Sprüth Magers Berlin is delighted to present a solo exhibition of work by Jenny Holzer. Entitled Endgame, the exhibition includes a series of paintings marking the artist’s return to the medium after more than thirty years.
Jenny Holzer searches for ways to make narrative a part of visual objects, employing an innovative range of materials and presentations to confront emotions and experiences, politics and conflict. While looking for subject matter for electronics and projections, the artist located a number of redacted, declassified government documents including policy memos, autopsy reports, and statements by American administration officials, soldiers, detainees, and others, generated during the wars in Iraq and Afghanistan. These opaque documents became the foundation for Holzers silkscreened paintings in 2005; she began to create the fully hand-painted works on show in the gallery in 2010. Color, scale, and the mark of the hand are the only alterations that the artist makes; the graphic geometric shapes are the censor’s, and the surviving text is original. Holzer’s subtle alterations exacerbate how much one isn’t allowed to see.
Also on view is Holzer’s LED artwork, MONUMENT, 2008. Upon entering the gallery the viewer is confronted by semi-circular elements arranged as a ceiling-high tower. Like moments in the paintings, the artwork displays texts from declassified U.S. government documents stemming from the wars in the Middle East. Language that reports recent history, and speaks of power, conviction, abuse, ideals, and belief, pulses in red, blue, pink, and white light. Recognized as Holzer’s signature medium, electronic signs have been part of the artist’s practice since the early eighties, and MONUMENT demonstrates Holzer’s increasing use of the medium for its sculptural capacities. Though the artist initially turned to the LED sign for its association with news and advertising, and as a mode of direct address, she now also uses the electronic sign for its ability to manipulate space and augment architecture.
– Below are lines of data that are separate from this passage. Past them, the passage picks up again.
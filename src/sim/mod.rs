//! Deterministic simulation module
//!
//! All gameplay logic lives here. This module must be pure and deterministic:
//! - Fixed timestep only
//! - Seeded RNG only
//! - Stable iteration order (by entity ID)
//! - No rendering or platform dependencies

pub mod animation;
pub mod boss;
pub mod collision;
pub mod difficulty;
pub mod entities;
pub mod geometry;
pub mod schedule;
pub mod state;
pub mod tick;

pub use animation::{Animation, AnimationSheet};
pub use boss::{Boss, BossEffect, BossStage};
pub use difficulty::{Difficulty, difficulty_for, tier_index};
pub use entities::{
    Hazard, HazardRank, Owner, Pickup, PickupKind, Projectile, Spaceship, VisualEffect,
};
pub use geometry::Rect;
pub use schedule::{DeferredAction, Scheduler};
pub use state::{BossEncounter, GameEvent, GameState, RunPhase};
pub use tick::{TickInput, tick};
//! Boss encounter state machine
//!
//! Each tick the boss runs a fixed, ordered list of phases. Every phase takes
//! the boss produced by the previous one and returns the next, pushing any
//! side effects (rockets, explosions, cues) for the orchestrator to apply.
//!
//! Stages: `Descending -> Cycling -> Dying -> Destroyed`. While descending or
//! cycling the hatch alternates closed (firing) and open (vulnerable) on a
//! tick-counted period.

use glam::IVec2;

use super::geometry::Rect;
use crate::audio::SoundCue;
use crate::consts::*;

/// Lifecycle stage of the boss
#[derive(Debug, Clone, Copy, PartialEq, Eq)]
pub enum BossStage {
    /// Moving down to its fighting altitude
    Descending,
    /// At altitude, hatch cycling
    Cycling,
    /// Staged detonation countdown
    Dying { countdown: u32 },
    Destroyed,
}

/// Side effect requested by a boss phase
#[derive(Debug, Clone, Copy, PartialEq, Eq)]
pub enum BossEffect {
    /// Launch a hostile rocket from `origin` toward `target`
    Fire { origin: IVec2, target: IVec2 },
    Explosion(Rect),
    Sound(SoundCue),
    /// Death sequence finished
    Destroyed,
}

/// Per-tick inputs the boss reads from the rest of the world
#[derive(Debug, Clone, Copy)]
pub struct BossTick {
    /// Player centre, used for aiming
    pub target: IVec2,
}

/// The boss
#[derive(Debug, Clone, Copy, PartialEq, Eq)]
pub struct Boss {
    pub pos: IVec2,
    pub hit_points: u32,
    pub stage: BossStage,
    pub is_open: bool,
    /// Set by a weak-point hit; keeps the hatch shut until the next cycle
    pub was_hit: bool,
    /// Ticks since spawn
    pub clock: u32,
    pub fire_cooldown: u32,
    cycle_ticks: u32,
    fire_cooldown_ticks: u32,
}

type BossPhase = fn(Boss, &BossTick, &mut Vec<BossEffect>) -> Boss;

/// Per-tick phase order
const PHASES: [BossPhase; 5] = [descend, cycle_hatch, fire, death_sequence, advance_clock];

impl Boss {
    /// Spawn above the playfield, centred horizontally, closed
    pub fn spawn(playfield_width: i32, cycle_ticks: u32, fire_cooldown_ticks: u32) -> Self {
        Self {
            pos: IVec2::new(playfield_width / 2 - BOSS_WIDTH / 2, -BOSS_HEIGHT),
            hit_points: BOSS_HIT_POINTS,
            stage: BossStage::Descending,
            is_open: false,
            was_hit: false,
            clock: 0,
            fire_cooldown: 0,
            cycle_ticks: cycle_ticks.max(2),
            fire_cooldown_ticks: fire_cooldown_ticks.max(1),
        }
    }

    pub fn bounds(&self) -> Rect {
        Rect::at(self.pos, IVec2::new(BOSS_WIDTH, BOSS_HEIGHT))
    }

    /// The only damageable region
    pub fn weak_point(&self) -> Rect {
        let (dx, dy, w, h) = BOSS_WEAK_POINT;
        Rect::new(self.pos.x + dx, self.pos.y + dy, w, h)
    }

    /// Rocket launch point
    pub fn muzzle(&self) -> IVec2 {
        IVec2::new(self.pos.x + BOSS_WIDTH / 2, self.bounds().bottom())
    }

    pub fn is_alive(&self) -> bool {
        matches!(self.stage, BossStage::Descending | BossStage::Cycling)
    }

    pub fn is_destroyed(&self) -> bool {
        self.stage == BossStage::Destroyed
    }

    /// Weak point is collidable
    pub fn is_vulnerable(&self) -> bool {
        self.is_open && self.is_alive()
    }

    /// First half of each cycle: hatch closed, guns active
    pub fn in_closed_half(&self) -> bool {
        self.clock % self.cycle_ticks < self.cycle_ticks / 2
    }

    /// Apply a weak-point hit. Returns false (and changes nothing) while closed.
    pub fn register_hit(&mut self) -> bool {
        if !self.is_vulnerable() {
            return false;
        }
        self.hit_points = self.hit_points.saturating_sub(1);
        self.was_hit = true;
        if self.hit_points == 0 {
            self.is_open = false;
            self.stage = BossStage::Dying {
                countdown: BOSS_DEATH_COUNTDOWN,
            };
        }
        true
    }

    /// Run this tick's phases in order
    pub fn step(self, tick: &BossTick, effects: &mut Vec<BossEffect>) -> Boss {
        PHASES
            .iter()
            .fold(self, |boss, phase| phase(boss, tick, effects))
    }
}

fn descend(mut boss: Boss, _tick: &BossTick, _effects: &mut Vec<BossEffect>) -> Boss {
    if boss.stage == BossStage::Descending {
        boss.pos.y = (boss.pos.y + BOSS_DESCENT_SPEED).min(BOSS_ALTITUDE);
        if boss.pos.y >= BOSS_ALTITUDE {
            boss.stage = BossStage::Cycling;
        }
    }
    boss
}

fn cycle_hatch(mut boss: Boss, _tick: &BossTick, _effects: &mut Vec<BossEffect>) -> Boss {
    if !boss.is_alive() {
        boss.is_open = false;
        return boss;
    }
    if boss.clock % boss.cycle_ticks == 0 {
        boss.was_hit = false;
    }
    boss.is_open = !boss.in_closed_half() && !boss.was_hit;
    boss
}

fn fire(mut boss: Boss, tick: &BossTick, effects: &mut Vec<BossEffect>) -> Boss {
    boss.fire_cooldown = boss.fire_cooldown.saturating_sub(1);
    if boss.is_alive() && boss.in_closed_half() && boss.fire_cooldown == 0 {
        effects.push(BossEffect::Fire {
            origin: boss.muzzle(),
            target: tick.target,
        });
        boss.fire_cooldown = boss.fire_cooldown_ticks;
    }
    boss
}

fn death_sequence(mut boss: Boss, _tick: &BossTick, effects: &mut Vec<BossEffect>) -> Boss {
    let BossStage::Dying { countdown } = boss.stage else {
        return boss;
    };
    let next = countdown.saturating_sub(1);
    let body = boss.bounds();

    if countdown > BOSS_DEATH_BLAST_TICK && next % BOSS_DETONATION_EVERY == 0 {
        // Five staged blasts sweep the body left to right (steps 4..=0)
        let step = (next / BOSS_DETONATION_EVERY).saturating_sub(5).min(4) as i32;
        let x = body.left() + body.width * (4 - step) / 4;
        let center = IVec2::new(x, body.center().y);
        effects.push(BossEffect::Explosion(Rect::centered(
            center,
            BOSS_DETONATION_SIZE,
            BOSS_DETONATION_SIZE,
        )));
        effects.push(BossEffect::Sound(SoundCue::HazardDestroyed));
    }

    if next == BOSS_DEATH_BLAST_TICK {
        effects.push(BossEffect::Explosion(body));
        effects.push(BossEffect::Sound(SoundCue::BossBlast));
    }

    if next == 0 {
        boss.stage = BossStage::Destroyed;
        effects.push(BossEffect::Destroyed);
    } else {
        boss.stage = BossStage::Dying { countdown: next };
    }
    boss
}

fn advance_clock(mut boss: Boss, _tick: &BossTick, _effects: &mut Vec<BossEffect>) -> Boss {
    boss.clock = boss.clock.wrapping_add(1);
    boss
}

#[cfg(test)]
mod tests {
    use super::*;

    const CYCLE: u32 = 500;
    const COOLDOWN: u32 = 50;

    fn target() -> BossTick {
        BossTick {
            target: IVec2::new(400, 560),
        }
    }

    fn run(mut boss: Boss, ticks: u32) -> (Boss, Vec<BossEffect>) {
        let mut effects = Vec::new();
        for _ in 0..ticks {
            boss = boss.step(&target(), &mut effects);
        }
        (boss, effects)
    }

    #[test]
    fn test_spawns_above_and_descends_to_altitude() {
        let boss = Boss::spawn(800, CYCLE, COOLDOWN);
        assert_eq!(boss.pos, IVec2::new(250, -BOSS_HEIGHT));
        assert_eq!(boss.hit_points, 1);
        assert!(!boss.is_open);

        let (boss, _) = run(boss, 109);
        assert_eq!(boss.stage, BossStage::Descending);
        let (boss, _) = run(boss, 1);
        assert_eq!(boss.pos.y, BOSS_ALTITUDE);
        assert_eq!(boss.stage, BossStage::Cycling);
        let (boss, _) = run(boss, 50);
        assert_eq!(boss.pos.y, BOSS_ALTITUDE);
    }

    #[test]
    fn test_hatch_closed_then_open() {
        let boss = Boss::spawn(800, CYCLE, COOLDOWN);
        let (boss, _) = run(boss, 250);
        assert!(!boss.is_open);
        let (boss, _) = run(boss, 1);
        assert!(boss.is_open);
        let (boss, _) = run(boss, 249);
        assert!(boss.is_open);
        let (boss, _) = run(boss, 1);
        assert!(!boss.is_open, "new cycle starts closed");
    }

    #[test]
    fn test_fires_only_in_closed_half_on_cooldown() {
        let boss = Boss::spawn(800, CYCLE, COOLDOWN);
        let (boss, effects) = run(boss, 250);
        let shots = effects
            .iter()
            .filter(|e| matches!(e, BossEffect::Fire { .. }))
            .count();
        assert_eq!(shots, 5);
        if let Some(BossEffect::Fire { target, .. }) = effects.first() {
            assert_eq!(*target, IVec2::new(400, 560));
        }

        let (_, effects) = run(boss, 250);
        assert!(!effects.iter().any(|e| matches!(e, BossEffect::Fire { .. })));
    }

    #[test]
    fn test_closed_weak_point_ignores_hits() {
        let mut boss = Boss::spawn(800, CYCLE, COOLDOWN);
        assert!(!boss.register_hit());
        assert_eq!(boss.hit_points, 1);
        assert!(boss.is_alive());
    }

    #[test]
    fn test_hit_suppresses_opening_for_the_cycle() {
        let mut boss = Boss::spawn(800, CYCLE, COOLDOWN);
        boss.hit_points = 3;
        let (mut boss, _) = run(boss, 251);
        assert!(boss.is_open);
        assert!(boss.register_hit());
        assert_eq!(boss.hit_points, 2);

        let (boss, _) = run(boss, 1);
        assert!(!boss.is_open);
        let (boss, _) = run(boss, 248);
        assert!(!boss.is_open);
        // Next cycle: closed half, then open again
        let (boss, _) = run(boss, 251);
        assert!(boss.is_open);
    }

    #[test]
    fn test_single_hit_enters_death_sequence() {
        let boss = Boss::spawn(800, CYCLE, COOLDOWN);
        let (mut boss, _) = run(boss, 251);
        assert!(boss.register_hit());
        assert_eq!(boss.hit_points, 0);
        assert_eq!(
            boss.stage,
            BossStage::Dying {
                countdown: BOSS_DEATH_COUNTDOWN
            }
        );
        assert!(!boss.is_vulnerable());
        assert!(!boss.register_hit());
    }

    #[test]
    fn test_death_sequence_timeline() {
        let mut boss = Boss::spawn(800, CYCLE, COOLDOWN);
        boss.pos = IVec2::new(250, BOSS_ALTITUDE);
        boss.stage = BossStage::Dying {
            countdown: BOSS_DEATH_COUNTDOWN,
        };
        let body = boss.bounds();

        let (boss, effects) = run(boss, 149);
        assert_eq!(boss.stage, BossStage::Dying { countdown: 1 });
        assert!(!effects.iter().any(|e| matches!(e, BossEffect::Fire { .. })));

        let blasts: Vec<Rect> = effects
            .iter()
            .filter_map(|e| match e {
                BossEffect::Explosion(r) => Some(*r),
                _ => None,
            })
            .collect();
        // Five staged detonations, then the full-body blast
        assert_eq!(blasts.len(), 6);
        let xs: Vec<i32> = blasts[..5].iter().map(|r| r.center().x).collect();
        assert_eq!(xs, vec![250, 325, 400, 475, 550]);
        assert_eq!(blasts[5], body);
        assert!(effects.contains(&BossEffect::Sound(SoundCue::BossBlast)));

        let (boss, effects) = run(boss, 1);
        assert!(boss.is_destroyed());
        assert_eq!(effects, vec![BossEffect::Destroyed]);
    }
}
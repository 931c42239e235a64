//! Comet Strike - simulation core of a top-down comet shooter
//!
//! Core modules:
//! - `sim`: Deterministic simulation (entities, collisions, boss, game state)
//! - `renderer`: Draw-list construction for an external rasterizer
//! - `audio`: Sound cues and the audio collaborator seam
//! - `platform`: Fixed-timestep clock for the host
//! - `settings`: Data-driven configuration

pub mod audio;
pub mod platform;
pub mod renderer;
pub mod settings;
pub mod sim;

pub use settings::{GameVariant, Settings, SettingsError};

/// Game configuration constants
pub mod consts {
    /// Default tick rate (one tick every 20 ms)
    pub const TICK_RATE_HZ: u32 = 50;
    /// Each tick advances explosion animations by this many milliseconds
    pub const ANIMATION_STEP_MS: u32 = 16;

    /// Playfield dimensions
    pub const PLAYFIELD_WIDTH: i32 = 800;
    pub const PLAYFIELD_HEIGHT: i32 = 600;

    /// Spaceship
    pub const SHIP_SIZE: i32 = 50;
    pub const SHIP_STEP: i32 = 10;
    /// Distance of the ship's top edge from the playfield bottom at start
    pub const SHIP_START_BOTTOM_OFFSET: i32 = 60;

    /// Projectiles
    pub const ROCKET_WIDTH: i32 = 15;
    pub const ROCKET_HEIGHT: i32 = 40;
    pub const ROCKET_SPEED: f32 = 10.0;
    pub const HOSTILE_ROCKET_SPEED: f32 = 8.0;
    /// Hostile projectiles may stray this far past any edge before pruning
    pub const HOSTILE_ROCKET_MARGIN: i32 = 40;
    pub const STARTING_ROCKET_CAPACITY: u32 = 2;
    pub const STARTING_EXPLOSION_RADIUS: i32 = 50;

    /// Hazards
    pub const HAZARD_MIN_SIZE: i32 = 60;
    pub const HAZARD_MAX_SIZE: i32 = 150;
    pub const HAZARD_SIDE_MARGIN: i32 = 10;
    /// Percent chance a spawned hazard is rare
    pub const RARE_HAZARD_PERCENT: u32 = 5;
    pub const COMMON_HAZARD_SCORE: u64 = 10;
    pub const RARE_HAZARD_SCORE: u64 = 50;

    /// Pickups
    pub const PICKUP_SIZE: i32 = 30;
    pub const PICKUP_FALL_SPEED: i32 = 3;
    pub const PICKUP_DROP_CHANCE: f64 = 0.3;

    /// Player death sequence (ticks)
    pub const DEATH_COUNTDOWN: u32 = 130;
    pub const DEATH_BLAST_TICK: u32 = 65;
    pub const DEATH_CUE_TICK: u32 = 85;
    pub const DEATH_DETONATION_EVERY: u32 = 4;
    /// Ship sprite stays hidden once the countdown drops to this value
    pub const DEATH_HIDE_SHIP_AT: u32 = 50;

    /// Boss encounter
    pub const BOSS_SCORE_THRESHOLD: u64 = 1500;
    pub const BOSS_VICTORY_BONUS: u64 = 500;
    pub const BOSS_WIDTH: i32 = 300;
    pub const BOSS_HEIGHT: i32 = 200;
    pub const BOSS_DESCENT_SPEED: i32 = 2;
    pub const BOSS_ALTITUDE: i32 = 20;
    pub const BOSS_HIT_POINTS: u32 = 1;
    /// Weak point rectangle, relative to the boss's top-left corner
    pub const BOSS_WEAK_POINT: (i32, i32, i32, i32) = (130, 150, 40, 30);
    pub const BOSS_DEATH_COUNTDOWN: u32 = 150;
    pub const BOSS_DEATH_BLAST_TICK: u32 = 65;
    pub const BOSS_DETONATION_EVERY: u32 = 15;
    pub const BOSS_DETONATION_SIZE: i32 = 100;

    /// Background scroll speed (pixels per tick)
    pub const BACKGROUND_SPEED: i32 = 2;
}

/// Convert a duration in seconds to a whole number of ticks at `tick_rate_hz`
#[inline]
pub fn secs_to_ticks(secs: f32, tick_rate_hz: u32) -> u64 {
    (secs.max(0.0) * tick_rate_hz as f32).round() as u64
}
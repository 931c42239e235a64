//! Fixed timestep simulation tick
//!
//! Core game loop that advances simulation deterministically. Order within a
//! tick: deferred actions, input, motion, pruning, boss entry, spawning,
//! collisions, boss phases, effects, death sequence.

use glam::IVec2;

use super::boss::{BossEffect, BossTick};
use super::collision;
use super::difficulty::{roll_spawn, spawn_hazard};
use super::schedule::DeferredAction;
use super::state::{BossEncounter, GameEvent, GameState, RunPhase};
use crate::audio::SoundCue;
use crate::consts::*;

/// Input commands for a single tick (deterministic)
#[derive(Debug, Clone, Copy, Default, PartialEq, Eq)]
pub struct TickInput {
    /// Resolved movement intent, each axis one of -10, 0, 10
    pub intent: IVec2,
    /// Fire pulse (edge-triggered by the host)
    pub fire: bool,
}

impl TickInput {
    /// Build from held directions
    pub fn from_keys(up: bool, down: bool, left: bool, right: bool, fire: bool) -> Self {
        let axis = |neg: bool, pos: bool| (pos as i32 - neg as i32) * SHIP_STEP;
        Self {
            intent: IVec2::new(axis(left, right), axis(up, down)),
            fire,
        }
    }
}

/// Advance the game state by one tick
pub fn tick(state: &mut GameState, input: &TickInput) {
    if state.is_halted() {
        return;
    }

    state.time_ticks += 1;

    apply_deferred(state);
    if state.is_halted() {
        return;
    }

    apply_input(state, input);
    advance_entities(state);
    prune_out_of_bounds(state);

    state.check_boss_entry();
    spawn_hazards(state);

    collision::resolve(state);

    step_boss(state);
    update_effects(state);
    step_death_sequence(state);

    // Ensure deterministic ordering
    state.normalize_order();
}

fn apply_deferred(state: &mut GameState) {
    for action in state.scheduler.drain_due(state.time_ticks) {
        match action {
            DeferredAction::RevertRadiusBoost => state.revert_radius_boost(),
            DeferredAction::AnnounceVictory => state.announce_victory(),
        }
    }
}

fn apply_input(state: &mut GameState, input: &TickInput) {
    // Intent is frozen once dying
    if !state.is_alive() {
        return;
    }
    state.spaceship.steer(input.intent);
    if input.fire {
        state.try_fire();
    }
}

fn advance_entities(state: &mut GameState) {
    let (w, h) = (state.settings.playfield_width, state.settings.playfield_height);

    state.background_offset += BACKGROUND_SPEED;
    if state.background_offset >= state.settings.background_height {
        state.background_offset = 0;
    }

    state.spaceship.advance(w, h);
    for rocket in &mut state.projectiles {
        rocket.advance();
    }
    for hazard in &mut state.hazards {
        hazard.advance();
    }
    for pickup in &mut state.pickups {
        pickup.advance();
    }
}

fn prune_out_of_bounds(state: &mut GameState) {
    let (w, h) = (state.settings.playfield_width, state.settings.playfield_height);
    state.projectiles.retain(|p| !p.is_out_of_bounds(w, h));
    state.hazards.retain(|c| !c.is_out_of_bounds(w, h));
    state.pickups.retain(|p| !p.is_out_of_bounds(h));
}

fn spawn_hazards(state: &mut GameState) {
    let difficulty = state.difficulty();
    if !roll_spawn(state.rng(), difficulty) {
        return;
    }
    let (w, h) = (state.settings.playfield_width, state.settings.playfield_height);
    let id = state.next_entity_id();
    let hazard = spawn_hazard(state.rng(), difficulty, id, w, h);
    state.hazards.push(hazard);
}

fn step_boss(state: &mut GameState) {
    let BossEncounter::Active(boss) = state.boss else {
        return;
    };

    let frame = BossTick {
        target: state.spaceship.center(),
    };
    let mut effects = Vec::new();
    state.boss = BossEncounter::Active(boss.step(&frame, &mut effects));

    for effect in effects {
        match effect {
            BossEffect::Fire { origin, target } => state.fire_hostile(origin, target),
            BossEffect::Explosion(area) => state.spawn_effect(area),
            BossEffect::Sound(cue) => state.play(cue),
            BossEffect::Destroyed => state.resolve_boss(),
        }
    }
}

fn update_effects(state: &mut GameState) {
    for effect in &mut state.effects {
        effect.update();
    }
    state.effects.retain(|e| !e.is_finished());
}

/// Scripted player explosion: small blasts, a cue, one big blast, then game over
fn step_death_sequence(state: &mut GameState) {
    let RunPhase::Dying { countdown } = state.phase else {
        return;
    };
    let next = countdown.saturating_sub(1);

    if countdown > DEATH_BLAST_TICK && next % DEATH_DETONATION_EVERY == 0 {
        state.spawn_effect(state.spaceship.bounds());
    }
    if next == DEATH_CUE_TICK {
        state.play(SoundCue::PlayerDestroyed);
    }
    if next == DEATH_BLAST_TICK {
        state.spaceship.halt();
        state.spawn_effect(state.spaceship.bounds().scaled(3));
    }

    if next == 0 {
        state.phase = RunPhase::GameOver;
        state.emit(GameEvent::GameOver { score: state.score });
        log::info!("Game over at tick {}. Final score {}", state.time_ticks, state.score);
    } else {
        state.phase = RunPhase::Dying { countdown: next };
    }
}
The exhibition extends to the garden where three of the artist’s benches are on display. The benches, made from either marble or sandstone, are inscribed with words from Holzer’s Truisms, 1977-79 or Erlauf, 1995. Erlauf followed the War, 1992 and Lustmord, 1993-94 text series, in which Holzer focused on the atrocities of combat. Referring to the site where Russian and American officers met to declare peace in 1945, Erlauf memorializes lives lost and peace gained in World War II. Holzer began working with stone in 1986. Her idea was to find a home for her texts that was resistant to the vagaries of time and destruction, as lasting as the light of her electronic signs is transitory. The bench form was selected because it offered people a place to sit and converse with others. The utility of the object allows her to insinuate texts that aren’t immediately consistent with the domestic or park-like settings where they might be placed.